We believe this final proposition is the logical (and biblical) result of the first three. Since the only difference is the form of the sign, we believe the sign nonetheless is still applicable to the children whose parents are in covenant with God.
Peter’s counsel to the Jewish men who asked what they should do in light of Christ’s death, resurrection, and ascension was “Repent…be baptized…for the promise is for you and your children…” (Acts 2:38-39). They were crossing from the shadows of the Old to the fullness of the New. Thus, the New sign was required of them, and since Peter’s appeal exactly follows God’s covenant with Abraham (cf. Genesis 17:7ff, 23-27), the implication was that their children should be baptized as well. No Jew in attendance at Pentecost would have thought differently, and strangely, Peter offered no qualification if he meant otherwise. This very principle was applied and recorded as people were brought into covenant with the Lord (cf. Acts 16:13-15, 25-34).

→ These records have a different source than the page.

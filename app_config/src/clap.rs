use crate::output_format::OutputFormat;
use clap::{value_parser, Arg, ArgAction, Command};
use lazy_static::lazy_static;
use std::path::PathBuf;

lazy_static! {
  pub static ref CLAP_ARGS: ClapArgs = ClapArgs::new();
}

#[derive(Debug)]
pub struct ClapArgs {
  args: clap::ArgMatches,
}

impl ClapArgs {
  const NETWORK: &'static str = "network";
  const CHANNEL: &'static str = "channel";
  const FORMAT: &'static str = "format";
  const INPUT: &'static str = "input";
  const OUTPUT: &'static str = "output";
  const QUERY: &'static str = "query";
  const EXTENDED: &'static str = "extended";
  const TITLE: &'static str = "title";
  const SHOW_PERCENTAGE: &'static str = "showprcnt";

  pub fn new() -> Self {
    let args = Self::command().get_matches();

    Self { args }
  }

  /// Parses the given arguments instead of the process arguments.
  pub fn try_from_iter<I, T>(iter: I) -> Result<Self, clap::Error>
  where
    I: IntoIterator<Item = T>,
    T: Into<std::ffi::OsString> + Clone,
  {
    let args = Self::command().try_get_matches_from(iter)?;

    Ok(Self { args })
  }

  pub fn network(&self) -> Option<&str> {
    self.get_str(Self::NETWORK)
  }

  pub fn channel(&self) -> Option<&str> {
    self.get_str(Self::CHANNEL)
  }

  pub fn output_format(&self) -> Option<OutputFormat> {
    self.get_str(Self::FORMAT)?.parse().ok()
  }

  /// A dump file to read instead of running the stats command. `-` reads stdin.
  pub fn input(&self) -> Option<&PathBuf> {
    self.args.get_one::<PathBuf>(Self::INPUT)
  }

  pub fn output(&self) -> Option<&PathBuf> {
    self.args.get_one::<PathBuf>(Self::OUTPUT)
  }

  pub fn query(&self) -> Option<&str> {
    self.get_str(Self::QUERY)
  }

  pub fn extended(&self) -> Option<&str> {
    self.get_str(Self::EXTENDED)
  }

  pub fn title(&self) -> Option<&str> {
    self.get_str(Self::TITLE)
  }

  pub fn show_percentage(&self) -> bool {
    self.args.get_flag(Self::SHOW_PERCENTAGE)
  }

  fn get_str(&self, id: &str) -> Option<&str> {
    self.args.get_one::<String>(id).map(String::as_str)
  }

  fn command() -> Command {
    Command::new("irc_stats_report")
      .about("Renders an HTML or Markdown report from a ctrlproxy statistics dump.")
      .arg(
        Arg::new(Self::NETWORK)
          .short('n')
          .long("network")
          .action(ArgAction::Set)
          .help("The network to report on. Overrides the configured network."),
      )
      .arg(
        Arg::new(Self::CHANNEL)
          .short('c')
          .long("channel")
          .action(ArgAction::Set)
          .help("The channel to report on. Overrides the configured channel."),
      )
      .arg(
        Arg::new(Self::FORMAT)
          .short('f')
          .long("format")
          .action(ArgAction::Set)
          .value_parser(OutputFormat::POSSIBLE_VALUES)
          .help("The format of the rendered report."),
      )
      .arg(
        Arg::new(Self::INPUT)
          .short('i')
          .long("input")
          .action(ArgAction::Set)
          .value_parser(value_parser!(PathBuf))
          .help("Reads the statistics dump from a file instead of running the stats command. Use - for stdin."),
      )
      .arg(
        Arg::new(Self::OUTPUT)
          .short('o')
          .long("output")
          .action(ArgAction::Set)
          .value_parser(value_parser!(PathBuf))
          .help("Writes the report to a file instead of stdout."),
      )
      .arg(
        Arg::new(Self::QUERY)
          .short('q')
          .long("query")
          .action(ArgAction::Set)
          .help("Request parameters as a query string, e.g. `extended=foul&title=Foul+Language`. Defaults to $QUERY_STRING."),
      )
      .arg(
        Arg::new(Self::EXTENDED)
          .short('e')
          .long("extended")
          .action(ArgAction::Set)
          .help("Renders the full leaderboard for this metric instead of the summary."),
      )
      .arg(
        Arg::new(Self::TITLE)
          .short('t')
          .long("title")
          .action(ArgAction::Set)
          .help("The heading of the leaderboard."),
      )
      .arg(
        Arg::new(Self::SHOW_PERCENTAGE)
          .short('p')
          .long("showprcnt")
          .action(ArgAction::SetTrue)
          .help("Shows each value as a percentage of the nick's lines."),
      )
  }
}

impl Default for ClapArgs {
  fn default() -> Self {
    Self::new()
  }
}

#[cfg(test)]
mod tests {
  use super::*;

  #[test]
  fn request_flags_are_parsed() {
    let args = ClapArgs::try_from_iter([
      "irc_stats_report",
      "--extended",
      "foul",
      "--title",
      "Foul Language",
      "--showprcnt",
      "--format",
      "md",
    ])
    .unwrap();

    assert_eq!(args.extended(), Some("foul"));
    assert_eq!(args.title(), Some("Foul Language"));
    assert!(args.show_percentage());
    assert_eq!(args.output_format(), Some(OutputFormat::Markdown));
    assert!(args.input().is_none());
  }

  #[test]
  fn no_flags_leaves_everything_unset() {
    let args = ClapArgs::try_from_iter(["irc_stats_report"]).unwrap();

    assert!(args.extended().is_none());
    assert!(args.query().is_none());
    assert!(!args.show_percentage());
    assert!(args.output_format().is_none());
  }

  #[test]
  fn unknown_format_is_rejected() {
    let result = ClapArgs::try_from_iter(["irc_stats_report", "--format", "pdf"]);

    assert!(result.is_err());
  }
}
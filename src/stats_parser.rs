use lazy_static::lazy_static;
use regex::Regex;

lazy_static! {
  /// `network/channel/nick/metric: value`. Searched anywhere in the line, leftmost match wins.
  static ref RECORD_REGEX: Regex =
    Regex::new(r"([^/]*)/([^/]*)/([^/]*)/([^/]*): ([0-9]+)").unwrap();
}

/// A single statistic from the dump.
#[derive(Debug, Clone, PartialEq, Eq)]
pub struct Record {
  pub network: String,
  pub channel: String,
  /// Empty for the channel totals.
  pub nick: String,
  pub metric: String,
  pub value: i64,
}

/// Returns the record contained in the line, or None if the line doesn't hold one.
pub fn parse_line(line: &str) -> Option<Record> {
  let captures = RECORD_REGEX.captures(line)?;
  let raw_value = &captures[5];

  let Ok(value) = raw_value.parse::<i64>() else {
    tracing::warn!(
      "Skipping a statistic with a value that doesn't fit in 64 bits: {:?}",
      line
    );

    return None;
  };

  Some(Record {
    network: captures[1].to_string(),
    channel: captures[2].to_string(),
    nick: captures[3].to_string(),
    metric: captures[4].to_string(),
    value,
  })
}

/// Parses every line of the stream, skipping the ones without a record.
pub fn parse_lines<I, S>(lines: I) -> Vec<Record>
where
  I: IntoIterator<Item = S>,
  S: AsRef<str>,
{
  let mut skipped_lines = 0_usize;
  let records: Vec<Record> = lines
    .into_iter()
    .filter_map(|line| {
      let record = parse_line(line.as_ref());

      if record.is_none() {
        skipped_lines += 1;
      }

      record
    })
    .collect();

  tracing::debug!(
    "Parsed {} statistics. Skipped {} lines.",
    records.len(),
    skipped_lines
  );

  records
}
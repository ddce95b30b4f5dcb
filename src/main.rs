use app_config::{AppConfig, CLAP_ARGS};
use irc_stats_report::errors::AppError;
use irc_stats_report::reports::{generate_report, ReportSettings};
use irc_stats_report::request_parameters::RequestParameters;
use irc_stats_report::stats_source::{CommandSource, LineSource, ReaderSource};
use std::fs::File;
use std::io::{self, BufReader, Write};
use std::path::Path;

const QUERY_STRING_ENV_VAR: &str = "QUERY_STRING";

fn main() {
  let config = match AppConfig::load() {
    Ok(config) => config,
    Err(error) => {
      eprintln!("Failed to load the config. Reason: {:?}", error);

      std::process::exit(1);
    }
  };

  if let Err(error) = irc_stats_report::logging::setup_logging_config(&config) {
    eprintln!("Failed to set up logging. Reason: {}", error);
  }

  if let Err(error) = run(&config) {
    tracing::error!("Failed to generate the report. Reason: {}", error);
    eprintln!("Failed to generate the report. Reason: {}", error);

    std::process::exit(1);
  }
}

fn run(config: &AppConfig) -> Result<(), AppError> {
  let settings = ReportSettings::from_config(config, &CLAP_ARGS);
  let query_string = std::env::var(QUERY_STRING_ENV_VAR).ok();
  let parameters = RequestParameters::from_args(&CLAP_ARGS, query_string.as_deref());

  let report = match CLAP_ARGS.input() {
    Some(input) if input == Path::new("-") => {
      let mut source = ReaderSource::new(io::stdin().lock());

      generate_report(&mut source, &settings, &parameters, chrono::Utc::now())?
    }
    Some(input) => {
      let file = File::open(input).map_err(|source| AppError::FailedToOpenStatsDump {
        path: input.clone(),
        source,
      })?;
      let mut source = ReaderSource::new(BufReader::new(file));

      generate_report(&mut source, &settings, &parameters, chrono::Utc::now())?
    }
    None => {
      let mut source = stats_command(config);

      generate_report(&mut source, &settings, &parameters, chrono::Utc::now())?
    }
  };

  match CLAP_ARGS.output() {
    Some(output) => std::fs::write(output, report)?,
    None => {
      let mut stdout = io::stdout().lock();

      stdout.write_all(report.as_bytes())?;
      stdout.flush()?;
    }
  }

  Ok(())
}

/// The command that dumps the statistics database when no input file was given.
fn stats_command(config: &AppConfig) -> impl LineSource {
  let mut command = CommandSource::new(config.stats_command());

  if let Some(database) = config.stats_database() {
    command = command.arg(database.to_string_lossy());
  }

  if let Some(working_dir) = config.stats_working_dir() {
    command = command.working_directory(working_dir);
  }

  command
}
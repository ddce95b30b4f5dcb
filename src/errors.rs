use std::path::PathBuf;

#[derive(Debug, thiserror::Error)]
pub enum AppError {
  #[error("{}", .0)]
  IoError(#[from] std::io::Error),

  #[error("{}", .0)]
  TeraError(#[from] tera::Error),

  #[error("Failed to render a template because it did not exist. Template name: {template_name}")]
  MissingTeraTemplate { template_name: &'static str },

  #[error("Failed to start the stats command `{command}`. Reason: `{source}`")]
  FailedToSpawnStatsCommand {
    command: String,
    source: std::io::Error,
  },

  #[error("The stats command `{}` was started without a readable stdout.", .0)]
  StatsCommandHasNoOutput(String),

  #[error("Failed to open the statistics dump at {path:?}. Reason: `{source}`")]
  FailedToOpenStatsDump {
    path: PathBuf,
    source: std::io::Error,
  },
}
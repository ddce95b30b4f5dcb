use crate::errors::AppError;
use std::collections::HashSet;

#[derive(Debug)]
pub struct TemplateRenderer {
  template_context: tera::Context,
  tera: tera::Tera,

  existing_template_names: HashSet<&'static str>,
}

impl TemplateRenderer {
  pub fn new() -> Self {
    let template_context = tera::Context::default();
    let tera = tera::Tera::default();

    Self {
      template_context,
      tera,

      existing_template_names: HashSet::new(),
    }
  }

  pub fn add_context<T: serde::Serialize>(&mut self, name: &'static str, context: &T) {
    self.template_context.insert(name, context);
  }

  pub fn add_template(
    &mut self,
    template_name: &'static str,
    template_contents: &str,
  ) -> Result<(), AppError> {
    let result = self.tera.add_raw_template(template_name, template_contents);

    if result.is_ok() {
      self.existing_template_names.insert(template_name);
    }

    result.map_err(Into::into)
  }

  /// Adds templates that depend on each other, such as a layout and the pages extending it.
  pub fn add_many_templates(
    &mut self,
    names_and_templates: Vec<(&'static str, &'static str)>,
  ) -> Result<(), AppError> {
    let names: Vec<&'static str> = names_and_templates
      .iter()
      .map(|(name, _)| name)
      .cloned()
      .collect();
    let result = self.tera.add_raw_templates(names_and_templates);

    if result.is_ok() {
      self.existing_template_names.extend(names.iter());
    }

    result.map_err(Into::into)
  }

  pub fn render(&self, template_name: &'static str) -> Result<String, AppError> {
    if !self.existing_template_names.contains(template_name) {
      return Err(AppError::MissingTeraTemplate { template_name });
    }

    self
      .tera
      .render(template_name, &self.template_context)
      .map_err(Into::into)
  }
}

impl Default for TemplateRenderer {
  fn default() -> Self {
    TemplateRenderer::new()
  }
}
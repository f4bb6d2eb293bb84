pub mod location;
pub mod map;

pub use location::{
    JoinedLocationRow, LocationRecord, LocationRow, PeerLocation, ProfileRef, UNKNOWN_USER,
};
pub use map::{MapFrame, MapSnapshot, Marker};
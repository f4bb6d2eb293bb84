use std::convert::Infallible;
use std::time::Duration;

use axum::{
    extract::{Json, State},
    http::StatusCode,
    response::{
        Html, IntoResponse,
        sse::{Event, KeepAlive, Sse},
    },
};
use futures_util::{Stream, StreamExt};
use tokio_stream::wrappers::WatchStream;

use crate::{
    AppState,
    error::AppError,
    geo::browser::BrowserReport,
    models::MapSnapshot,
    utils::{is_valid_coordinate, success_to_api_response},
    web::SHELL_HTML,
};

use super::model::PositionAccepted;

pub async fn shell() -> Html<&'static str> {
    Html(SHELL_HTML)
}

#[axum::debug_handler]
pub async fn get_map(State(state): State<AppState>) -> impl IntoResponse {
    let frame = state.map.borrow().frame();
    (StatusCode::OK, success_to_api_response(frame))
}

fn frame_event(snapshot: MapSnapshot) -> Result<Event, Infallible> {
    let payload = serde_json::to_string(&snapshot.frame()).unwrap_or_else(|_| "{}".into());
    Ok(Event::default().event("frame").data(payload))
}

/// 每次状态变化推送一帧，连接建立时先推送当前帧
pub async fn map_events(
    State(state): State<AppState>,
) -> Sse<impl Stream<Item = Result<Event, Infallible>>> {
    let stream = WatchStream::new(state.map.clone()).map(frame_event);

    Sse::new(stream).keep_alive(
        KeepAlive::new()
            .interval(Duration::from_secs(15))
            .text("keep-alive"),
    )
}

#[axum::debug_handler]
pub async fn report_position(
    State(state): State<AppState>,
    Json(report): Json<BrowserReport>,
) -> Result<impl IntoResponse, AppError> {
    let browser = state.browser.as_ref().ok_or(AppError::SourceNotConfigured)?;

    if let BrowserReport::Position(position) = &report {
        if !is_valid_coordinate(position.latitude, position.longitude) {
            return Err(AppError::InvalidPosition);
        }
    }

    let accepted = browser.report(report);
    if !accepted {
        tracing::debug!("Position reported while no session is watching");
    }

    Ok((
        StatusCode::OK,
        success_to_api_response(PositionAccepted { accepted }),
    ))
}
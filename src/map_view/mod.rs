// 地图视图的同步逻辑
// 激活后：一次全量加载、持续监听设备位置并写回存储、订阅位置表变更并重新加载

use std::sync::Arc;

use chrono::Utc;
use futures_util::StreamExt;
use tokio::sync::watch;
use tokio::task::JoinHandle;
use tracing::{debug, error, info, warn};
use uuid::Uuid;

use crate::auth::CurrentUser;
use crate::geo::{Position, PositionSource, WatchOptions};
use crate::models::{LocationRecord, MapSnapshot, PeerLocation};
use crate::store::{ChangeFeed, LOCATIONS_TABLE, LocationStore};

pub struct MapView {
    store: Arc<dyn LocationStore>,
    feed: Arc<dyn ChangeFeed>,
    positions: Arc<dyn PositionSource>,
    state: Arc<watch::Sender<MapSnapshot>>,
}

impl MapView {
    pub fn new(
        store: Arc<dyn LocationStore>,
        feed: Arc<dyn ChangeFeed>,
        positions: Arc<dyn PositionSource>,
        default_position: [f64; 2],
    ) -> Self {
        let (state, _rx) = watch::channel(MapSnapshot::inactive(default_position));
        Self {
            store,
            feed,
            positions,
            state: Arc::new(state),
        }
    }

    pub fn subscribe(&self) -> watch::Receiver<MapSnapshot> {
        self.state.subscribe()
    }

    pub fn snapshot(&self) -> MapSnapshot {
        self.state.borrow().clone()
    }

    /// 进入激活状态，返回的 ActiveMap 持有本次激活的全部资源
    pub fn activate(&self, user: CurrentUser) -> ActiveMap {
        let session_id = Uuid::new_v4();
        info!("Activating map view for {} (session {})", user.id, session_id);

        // 新激活接管快照，仍在运行的旧激活从此不能再改写它
        self.state.send_modify(|s| {
            s.session_id = Some(session_id);
            s.active = true;
            s.user_id = Some(user.id.clone());
            s.peers.clear();
        });

        let session = Arc::new(Session {
            id: session_id,
            user: user.clone(),
            store: self.store.clone(),
            state: self.state.clone(),
        });

        let initial_fetch = {
            let session = session.clone();
            tokio::spawn(async move { session.fetch_locations().await })
        };
        let position_watch = tokio::spawn(watch_positions(session.clone(), self.positions.clone()));
        let change_watch = tokio::spawn(watch_changes(session, self.feed.clone()));

        ActiveMap {
            session_id,
            user,
            tasks: vec![initial_fetch, position_watch, change_watch],
            state: self.state.clone(),
        }
    }

    /// 跟随认证状态激活或停用，认证上下文关闭时退出
    pub async fn run(&self, mut auth: watch::Receiver<Option<CurrentUser>>) {
        let mut active: Option<ActiveMap> = None;

        loop {
            let user = auth.borrow_and_update().clone();
            let unchanged = match (&active, &user) {
                (Some(current), Some(user)) => current.user() == user,
                (None, None) => true,
                _ => false,
            };

            if !unchanged {
                if let Some(current) = active.take() {
                    current.deactivate().await;
                }
                active = user.map(|user| self.activate(user));
            }

            if auth.changed().await.is_err() {
                break;
            }
        }

        if let Some(current) = active.take() {
            current.deactivate().await;
        }
        info!("Auth context closed, map view stopped");
    }
}

/// 一次激活期间的资源
///
/// 位置监听和变更订阅各由一个任务持有；任务结束时流被丢弃，订阅随之取消。
/// 显式调用 [`ActiveMap::deactivate`] 会等待任务真正退出，之后不再有存储调用。
/// 直接丢弃也会取消任务，但不等待。
pub struct ActiveMap {
    session_id: Uuid,
    user: CurrentUser,
    tasks: Vec<JoinHandle<()>>,
    state: Arc<watch::Sender<MapSnapshot>>,
}

impl ActiveMap {
    pub fn user(&self) -> &CurrentUser {
        &self.user
    }

    pub async fn deactivate(mut self) {
        let tasks = std::mem::take(&mut self.tasks);
        for task in &tasks {
            task.abort();
        }
        for task in tasks {
            // 被取消的任务返回 JoinError，属于预期
            if let Err(e) = task.await {
                if !e.is_cancelled() {
                    error!("Map view task failed: {}", e);
                }
            }
        }
        self.mark_inactive();
        info!("Deactivated map view for {} (session {})", self.user.id, self.session_id);
    }

    /// 只在快照仍属于本次激活时清理
    fn mark_inactive(&self) {
        self.state.send_if_modified(|s| {
            if s.session_id != Some(self.session_id) {
                return false;
            }
            s.session_id = None;
            s.active = false;
            s.user_id = None;
            s.peers.clear();
            true
        });
    }
}

impl Drop for ActiveMap {
    fn drop(&mut self) {
        if self.tasks.is_empty() {
            return;
        }
        for task in self.tasks.drain(..) {
            task.abort();
        }
        self.mark_inactive();
        debug!("Dropped map view session {}", self.session_id);
    }
}

struct Session {
    id: Uuid,
    user: CurrentUser,
    store: Arc<dyn LocationStore>,
    state: Arc<watch::Sender<MapSnapshot>>,
}

impl Session {
    /// 快照已被其他激活接管时放弃修改
    fn update(&self, apply: impl FnOnce(&mut MapSnapshot)) {
        self.state.send_if_modified(|s| {
            if s.session_id != Some(self.id) {
                return false;
            }
            apply(s);
            true
        });
    }

    /// 全量加载其他用户的位置；失败时保留原有列表
    async fn fetch_locations(&self) {
        match self.store.fetch_peer_locations(&self.user).await {
            Ok(rows) => {
                let peers: Vec<PeerLocation> = rows
                    .into_iter()
                    .filter(|row| row.user_id != self.user.id)
                    .map(PeerLocation::from)
                    .collect();
                debug!("Loaded {} peer locations", peers.len());
                self.update(|s| s.peers = peers);
            }
            Err(e) => error!("Error fetching locations: {}", e),
        }
    }

    async fn on_position(&self, position: Position) {
        self.update(|s| s.self_position = [position.latitude, position.longitude]);

        let record = LocationRecord::new(
            &self.user.id,
            position.latitude,
            position.longitude,
            Utc::now(),
        );
        if let Err(e) = self.store.upsert_location(&self.user, &record).await {
            error!("Error updating location: {}", e);
        }
    }
}

async fn watch_positions(session: Arc<Session>, source: Arc<dyn PositionSource>) {
    let mut positions = match source.watch(WatchOptions::default()).await {
        Ok(positions) => positions,
        Err(e) => {
            error!("Error getting location: {}", e);
            return;
        }
    };

    while let Some(update) = positions.next().await {
        match update {
            Ok(position) => session.on_position(position).await,
            Err(e) => error!("Error getting location: {}", e),
        }
    }
    warn!("Position watch ended for {}", session.user.id);
}

async fn watch_changes(session: Arc<Session>, feed: Arc<dyn ChangeFeed>) {
    let mut changes = match feed.subscribe(LOCATIONS_TABLE).await {
        Ok(changes) => changes,
        Err(e) => {
            error!("Error subscribing to location changes: {}", e);
            return;
        }
    };

    // 任何变更都全量重新加载
    while let Some(event) = changes.next().await {
        debug!("Location {:?} received, reloading", event.kind);
        session.fetch_locations().await;
    }
    warn!("Change subscription ended for {}", session.user.id);
}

Though in a sense different than the Apostle John’s intent, we summarize this way, “I am not writing a new commandment to you, but an old commandment which you have had from the beginning; the old commandment is the word which you have heard. On the other hand, I am writing a new commandment to you , which is true in Him” (1 John 2:7-8).
On the basis of this biblical summary, we as the Reformed Presbyterian Church require and practice the baptism of the children of Christ-professing parent(s). Such is the design of God’s covenant. Such is our practice under God’s covenant.